„Wenn Wahlen etwas änderten, wären sie längst verboten.“ Dieses angebliche Tucholsky-Zitat hat vor allem vor Bundestagswahlen in Deutschland Hochkonjunktur und ist nach Ansicht der taz „der größte Quatsch seit der Erfindung des politischen Witzes“.
Das hat die bayerische AfD-Landtagsabgeordnete Anne Cyron nach Angaben des Bayerischen Rundfunks nicht daran gehindert, in einem parteiinternen Telegram-Chat folgenden Text zu posten:
Wenn Wahlen etwas ändern würden, wären sie längst verboten – hat Tucholsky auch schon gewusst. Denke, dass wir ohne Bürgerkrieg aus dieser Nummer nicht mehr rauskommen werden.
Der BR schreibt einschränkend:
„Immer wieder wird dieses Zitat Kurt Tucholsky zugeschrieben. Ob es von ihm stammt ist unklar.“
Das ist nicht nur „unklar“, sondern sehr unwahrscheinlich. Denn in seinem digital vorliegenden Werk findet es sich nicht. Außerdem musste Tucholsky in der Weimarer Republik am eigenen Leib erfahren, dass Wahlen sehr wohl etwas ändern können. Denn schließlich sind die Nationalsozialisten, die ihn 1933 ausgebürgert haben, mit Hilfe demokratischer Wahlen an die Macht gekommen.

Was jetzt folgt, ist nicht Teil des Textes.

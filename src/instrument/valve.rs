//! On/off process valve with stroke-time travel.
//!
//! Driven by open/close solenoid commands; position slews at the configured
//! stroke rate rather than jumping. Optional hold solenoid freezes travel
//! mid-stroke, and an optional return spring drives the valve closed
//! whenever the open command is absent.

use super::TickContext;
use serde::{Deserialize, Serialize};

const OPEN_LIMIT_PERCENT: f64 = 99.0;
const CLOSED_LIMIT_PERCENT: f64 = 1.0;

#[derive(Debug, Clone, PartialEq, Serialize, Deserialize)]
#[serde(default, deny_unknown_fields)]
pub struct ValveParams {
    pub open_speed_sec: f64,
    pub close_speed_sec: f64,
    pub has_hold_solenoid: bool,
    pub has_return_spring: bool,
}

impl Default for ValveParams {
    fn default() -> Self {
        Self {
            open_speed_sec: 5.0,
            close_speed_sec: 5.0,
            has_hold_solenoid: false,
            has_return_spring: false,
        }
    }
}

impl ValveParams {
    pub fn validate(&self) -> Result<(), String> {
        if !(self.open_speed_sec > 0.0) {
            return Err("open_speed_sec must be positive".into());
        }
        if !(self.close_speed_sec > 0.0) {
            return Err("close_speed_sec must be positive".into());
        }
        Ok(())
    }
}

#[derive(Debug, Clone, Copy, PartialEq, Eq, Serialize, Deserialize)]
#[serde(rename_all = "snake_case")]
pub enum ValveStatus {
    Closed,
    Opening,
    Open,
    Closing,
    Holding,
}

#[derive(Debug, Clone, PartialEq, Serialize, Deserialize)]
pub struct ValveDisplay {
    pub position_percent: f64,
    pub status: ValveStatus,
    pub open_cmd: bool,
    pub close_cmd: bool,
    pub hold_cmd: bool,
}

#[derive(Debug, Clone)]
pub struct ValveModel {
    params: ValveParams,
    position: f64,
    status: ValveStatus,
    open_cmd: bool,
    close_cmd: bool,
    hold_cmd: bool,
}

impl ValveModel {
    pub fn new(params: ValveParams) -> Self {
        Self {
            params,
            position: 0.0,
            status: ValveStatus::Closed,
            open_cmd: false,
            close_cmd: false,
            hold_cmd: false,
        }
    }

    pub fn tick(&mut self, ctx: &TickContext) -> ValveDisplay {
        self.open_cmd = ctx.inputs.digital("open");
        self.close_cmd = ctx.inputs.digital("close");
        self.hold_cmd = ctx.inputs.digital("hold");

        let open_rate = 100.0 / self.params.open_speed_sec * ctx.dt;
        let close_rate = 100.0 / self.params.close_speed_sec * ctx.dt;

        if self.hold_cmd && self.params.has_hold_solenoid {
            self.status = ValveStatus::Holding;
        } else if self.open_cmd {
            self.position = (self.position + open_rate).min(100.0);
            self.status = if self.position >= 100.0 {
                ValveStatus::Open
            } else {
                ValveStatus::Opening
            };
        } else if self.close_cmd {
            self.position = (self.position - close_rate).max(0.0);
            self.status = if self.position <= 0.0 {
                ValveStatus::Closed
            } else {
                ValveStatus::Closing
            };
        } else if self.params.has_return_spring && self.position > 0.0 {
            // Spring drives closed on loss of command.
            self.position = (self.position - close_rate).max(0.0);
            self.status = if self.position <= 0.0 {
                ValveStatus::Closed
            } else {
                ValveStatus::Closing
            };
        } else {
            self.status = if self.position >= OPEN_LIMIT_PERCENT {
                ValveStatus::Open
            } else if self.position <= CLOSED_LIMIT_PERCENT {
                ValveStatus::Closed
            } else {
                ValveStatus::Holding
            };
        }

        self.display()
    }

    pub fn display(&self) -> ValveDisplay {
        ValveDisplay {
            position_percent: self.position,
            status: self.status,
            open_cmd: self.open_cmd,
            close_cmd: self.close_cmd,
            hold_cmd: self.hold_cmd,
        }
    }
}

So schrieb schon am 16. Juli 1929 der Journalist Heinz Pol in der „Weltbühne“:
Bis auf weiteres bleiben parlamentarische Erfolge auch der antidemokratischsten Parteien der sichtbarste Beweis für das Anwachsen einer Bewegung. Die Nationalsozialisten, denen doch das parlamentarische System so verhaßt ist und die so emphatisch jede Mehrheit für Unsinn erklären, wissen augenblicklich des Jubelns kein Ende über ihre gewiß imponierenden Wahlerfolge in Mecklenburg, in Sachsen, in Koburg und auf den Universitäten.
Eine AfD-Politikerin daran erinnern zu müssen, dass Wahlen sehr wohl etwas ändern können, ist schon ein Treppenwitz der Geschichte. Dass ausgerechnet Tucholsky dazu herhalten muss, einen gewaltsamen Sturz des demokratischen Systems zu begründen, ist eine literarische Leichenschändung.